While a court appearance, legal wrangling and some form of punishment likely await him, none of that may be as big of a blow to Mike Leake as what he's already faced, said Cincinnati Reds teammate Bronson Arroyo after Thursday's game at Great American Ball Park.

Before coming to the ballpark Monday, Leake - the Reds' stellar 23-year-old pitcher - was arrested after allegedly stealing six T-shirts worth $59.88 from the downtown Cincinnati Macy's. The incident created an instant buzz in the local media, across the Internet, throughout the Reds fan base and especially the clubhouse.

"I would think the initial blow of the embarrassment has got to be, without a question, the harshest thing to deal with," Arroyo said. "Just the knock on your character.

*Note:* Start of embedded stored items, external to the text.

use serde::{Deserialize, Serialize};

/// Scalar element kinds a bound or a buffer element may carry.
#[derive(Clone, Copy, Debug, PartialEq, Eq, Hash, Serialize, Deserialize)]
pub enum ScalarKind {
    I8,
    I16,
    I32,
    I64,
    U8,
    U16,
    U32,
    U64,
    F32,
    F64,
}

impl ScalarKind {
    pub fn is_integral(&self) -> bool {
        !self.is_float()
    }

    pub fn is_float(&self) -> bool {
        matches!(self, ScalarKind::F32 | ScalarKind::F64)
    }

    pub fn display(&self) -> &'static str {
        match self {
            ScalarKind::I8 => "i8",
            ScalarKind::I16 => "i16",
            ScalarKind::I32 => "i32",
            ScalarKind::I64 => "i64",
            ScalarKind::U8 => "u8",
            ScalarKind::U16 => "u16",
            ScalarKind::U32 => "u32",
            ScalarKind::U64 => "u64",
            ScalarKind::F32 => "f32",
            ScalarKind::F64 => "f64",
        }
    }

    /// Bit pattern of the additive identity for this kind.
    ///
    /// Integers are stored as two's complement `i64`, floats as their IEEE bits.
    pub fn zero_bits(&self) -> u64 {
        match self {
            ScalarKind::F32 => 0.0f32.to_bits() as u64,
            ScalarKind::F64 => 0.0f64.to_bits(),
            _ => 0i64 as u64,
        }
    }

    /// Encode an integer into this kind's storage bits, wrapping to its width.
    pub fn encode_int(&self, value: i64) -> u64 {
        match self {
            ScalarKind::I8 => value as i8 as i64 as u64,
            ScalarKind::I16 => value as i16 as i64 as u64,
            ScalarKind::I32 => value as i32 as i64 as u64,
            ScalarKind::I64 => value as u64,
            ScalarKind::U8 => value as u8 as u64,
            ScalarKind::U16 => value as u16 as u64,
            ScalarKind::U32 => value as u32 as u64,
            ScalarKind::U64 => value as u64,
            ScalarKind::F32 => (value as f32).to_bits() as u64,
            ScalarKind::F64 => (value as f64).to_bits(),
        }
    }

    /// Encode a float into this kind's storage bits (truncating for integers).
    pub fn encode_float(&self, value: f64) -> u64 {
        match self {
            ScalarKind::F32 => (value as f32).to_bits() as u64,
            ScalarKind::F64 => value.to_bits(),
            _ => self.encode_int(value as i64),
        }
    }

    pub fn decode_int(&self, bits: u64) -> i64 {
        match self {
            ScalarKind::F32 => f32::from_bits(bits as u32) as i64,
            ScalarKind::F64 => f64::from_bits(bits) as i64,
            _ => bits as i64,
        }
    }

    pub fn decode_float(&self, bits: u64) -> f64 {
        match self {
            ScalarKind::F32 => f32::from_bits(bits as u32) as f64,
            ScalarKind::F64 => f64::from_bits(bits),
            ScalarKind::U64 => bits as f64,
            _ => bits as i64 as f64,
        }
    }
}

impl std::fmt::Display for ScalarKind {
    fn fmt(&self, f: &mut std::fmt::Formatter<'_>) -> std::fmt::Result {
        f.write_str(self.display())
    }
}

/// An integer literal tagged with its fixed-width representation.
#[derive(Clone, Copy, Debug, PartialEq, Eq, Hash, Serialize, Deserialize)]
pub enum IntValue {
    I8(i8),
    I16(i16),
    I32(i32),
    I64(i64),
    U8(u8),
    U16(u16),
    U32(u32),
    U64(u64),
}

impl IntValue {
    pub fn kind(&self) -> ScalarKind {
        match self {
            IntValue::I8(_) => ScalarKind::I8,
            IntValue::I16(_) => ScalarKind::I16,
            IntValue::I32(_) => ScalarKind::I32,
            IntValue::I64(_) => ScalarKind::I64,
            IntValue::U8(_) => ScalarKind::U8,
            IntValue::U16(_) => ScalarKind::U16,
            IntValue::U32(_) => ScalarKind::U32,
            IntValue::U64(_) => ScalarKind::U64,
        }
    }

    /// Widen to `i64`. Only `u64` values above `i64::MAX` fail.
    pub fn to_i64(&self) -> Option<i64> {
        match *self {
            IntValue::I8(v) => Some(v as i64),
            IntValue::I16(v) => Some(v as i64),
            IntValue::I32(v) => Some(v as i64),
            IntValue::I64(v) => Some(v),
            IntValue::U8(v) => Some(v as i64),
            IntValue::U16(v) => Some(v as i64),
            IntValue::U32(v) => Some(v as i64),
            IntValue::U64(v) => i64::try_from(v).ok(),
        }
    }
}

impl std::fmt::Display for IntValue {
    fn fmt(&self, f: &mut std::fmt::Formatter<'_>) -> std::fmt::Result {
        match *self {
            IntValue::I8(v) => write!(f, "{}", v),
            IntValue::I16(v) => write!(f, "{}", v),
            IntValue::I32(v) => write!(f, "{}", v),
            IntValue::I64(v) => write!(f, "{}", v),
            IntValue::U8(v) => write!(f, "{}", v),
            IntValue::U16(v) => write!(f, "{}", v),
            IntValue::U32(v) => write!(f, "{}", v),
            IntValue::U64(v) => write!(f, "{}", v),
        }
    }
}

macro_rules! int_value_from {
    ($($t:ty => $variant:ident),* $(,)?) => {
        $(
            impl From<$t> for IntValue {
                fn from(v: $t) -> Self {
                    IntValue::$variant(v)
                }
            }

            impl From<$t> for ScalarValue {
                fn from(v: $t) -> Self {
                    ScalarValue::Int(IntValue::$variant(v))
                }
            }
        )*
    };
}

int_value_from!(
    i8 => I8,
    i16 => I16,
    i32 => I32,
    i64 => I64,
    u8 => U8,
    u16 => U16,
    u32 => U32,
    u64 => U64,
);

/// A scalar kernel argument value.
#[derive(Clone, Copy, Debug, PartialEq, Serialize, Deserialize)]
pub enum ScalarValue {
    Int(IntValue),
    Float(f64),
}

impl ScalarValue {
    pub fn kind(&self) -> ScalarKind {
        match self {
            ScalarValue::Int(v) => v.kind(),
            ScalarValue::Float(_) => ScalarKind::F64,
        }
    }
}

impl From<IntValue> for ScalarValue {
    fn from(v: IntValue) -> Self {
        ScalarValue::Int(v)
    }
}

impl From<f64> for ScalarValue {
    fn from(v: f64) -> Self {
        ScalarValue::Float(v)
    }
}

"The thing hasn't been resolved yet, and we haven't really gotten 100 percent of what happened, but you still get dragged through the mud and that's the worst part."

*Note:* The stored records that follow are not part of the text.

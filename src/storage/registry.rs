use petgraph::graph::{DiGraph, NodeIndex};
use petgraph::visit::Dfs;
use rayon::prelude::*;

use super::layout::{SNode, SNodeKind};
use super::{Buffer, FieldDecl, FieldId};
use crate::types::ScalarKind;

/// The buffers owned by one placed field.
#[derive(Debug)]
pub struct Placement {
    pub(crate) field: FieldId,
    pub(crate) primary: Buffer,
    pub(crate) adjoint: Option<Buffer>,
}

impl Placement {
    pub fn field(&self) -> FieldId {
        self.field
    }

    pub fn primary(&self) -> &Buffer {
        &self.primary
    }

    pub fn adjoint(&self) -> Option<&Buffer> {
        self.adjoint.as_ref()
    }

    /// Element kind and cell count of the adjoint buffer, if there is one.
    pub fn adjoint_info(&self) -> Option<(ScalarKind, usize)> {
        self.adjoint.as_ref().map(|b| (b.kind(), b.len()))
    }
}

/// Counters reported by a gradient-clearing pass.
#[derive(Clone, Copy, Debug, Default, PartialEq, Eq)]
pub struct ClearStats {
    /// Tree nodes visited, root included.
    pub nodes_visited: usize,
    /// Fields found at leaf placements.
    pub fields_visited: usize,
    /// Adjoint buffers overwritten.
    pub buffers_cleared: usize,
    /// Adjoint cells overwritten.
    pub elements_cleared: usize,
}

/// The finalized storage tree and every buffer placed in it.
///
/// Structure is frozen at construction. Only buffer contents change.
#[derive(Debug)]
pub struct StorageRegistry {
    tree: DiGraph<SNode, ()>,
    root: NodeIndex,
    fields: Vec<FieldDecl>,
    placements: Vec<Placement>,
}

impl StorageRegistry {
    pub(crate) fn new(
        tree: DiGraph<SNode, ()>,
        root: NodeIndex,
        fields: Vec<FieldDecl>,
        placements: Vec<Placement>,
    ) -> Self {
        Self {
            tree,
            root,
            fields,
            placements,
        }
    }

    /// A registry with a bare root and no fields.
    pub fn empty() -> Self {
        let mut tree = DiGraph::new();
        let root = tree.add_node(SNode {
            kind: SNodeKind::Root,
            shape: Vec::new(),
        });
        Self::new(tree, root, Vec::new(), Vec::new())
    }

    pub fn decl(&self, field: FieldId) -> Option<&FieldDecl> {
        self.fields.get(field.index())
    }

    pub fn lookup(&self, name: &str) -> Option<FieldId> {
        self.fields
            .iter()
            .position(|d| d.name == name)
            .map(|i| FieldId(i as u32))
    }

    pub fn placement(&self, field: FieldId) -> Option<&Placement> {
        self.placements.get(field.index())
    }

    pub fn primary(&self, field: FieldId) -> Option<&Buffer> {
        self.placement(field).map(Placement::primary)
    }

    pub fn adjoint(&self, field: FieldId) -> Option<&Buffer> {
        self.placement(field).and_then(Placement::adjoint)
    }

    pub fn node_count(&self) -> usize {
        self.tree.node_count()
    }

    /// Visit the tree depth-first from the root and collect the leaf placements.
    ///
    /// `Dfs` keeps its own stack, so nesting depth does not grow the call stack.
    fn walk(&self) -> (usize, Vec<&Placement>) {
        let mut dfs = Dfs::new(&self.tree, self.root);
        let mut visited = 0;
        let mut leaves = Vec::new();
        while let Some(nx) = dfs.next(&self.tree) {
            visited += 1;
            if let SNodeKind::Place(fields) = &self.tree[nx].kind {
                leaves.extend(fields.iter().filter_map(|f| self.placement(*f)));
            }
        }
        (visited, leaves)
    }

    /// Zero every adjoint buffer reachable from the root.
    ///
    /// Leaves are cleared in parallel on the current rayon pool. Fields
    /// without an adjoint are skipped. Running it twice changes nothing.
    pub fn clear_all_gradients(&self) -> ClearStats {
        let (nodes_visited, leaves) = self.walk();
        let fields_visited = leaves.len();

        let cleared: Vec<usize> = leaves
            .par_iter()
            .filter_map(|p| {
                let adjoint = p.adjoint()?;
                let n = adjoint.fill_zero();
                tracing::trace!(field = p.field.0, cells = n, "adjoint cleared");
                Some(n)
            })
            .collect();

        let stats = ClearStats {
            nodes_visited,
            fields_visited,
            buffers_cleared: cleared.len(),
            elements_cleared: cleared.iter().sum(),
        };
        tracing::debug!(
            nodes = stats.nodes_visited,
            buffers = stats.buffers_cleared,
            cells = stats.elements_cleared,
            "gradients cleared"
        );
        stats
    }
}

He said when people close to you look at you differently - when they "see beneath the mask," as has happened the past few days with Leake - that's "the toughest to deal with. That's why I think he was more comfortable on the mound today than he was standing in this locker room the last couple of days."

And Leake certainly did seem to find respite on the field Thursday. Three days after his arrest, he guided the Reds to what Manager Dusty Baker insisted was "as big a win as we've had since Opening Day."

After a fast start this season, Cincinnati has gone into a full swoon, losing four in a row and six of its last seven.

Leake, who admitted the reaction he received from fans wasn't as bad as he had feared, pitched masterfully, holding the Arizona Diamondbacks to four hits and three runs over seven innings in what would end up a 7-4 Reds victory.

Not only did it stop the slide, but it buoyed the team for an important six-game road trip that begins tonight in St. Louis.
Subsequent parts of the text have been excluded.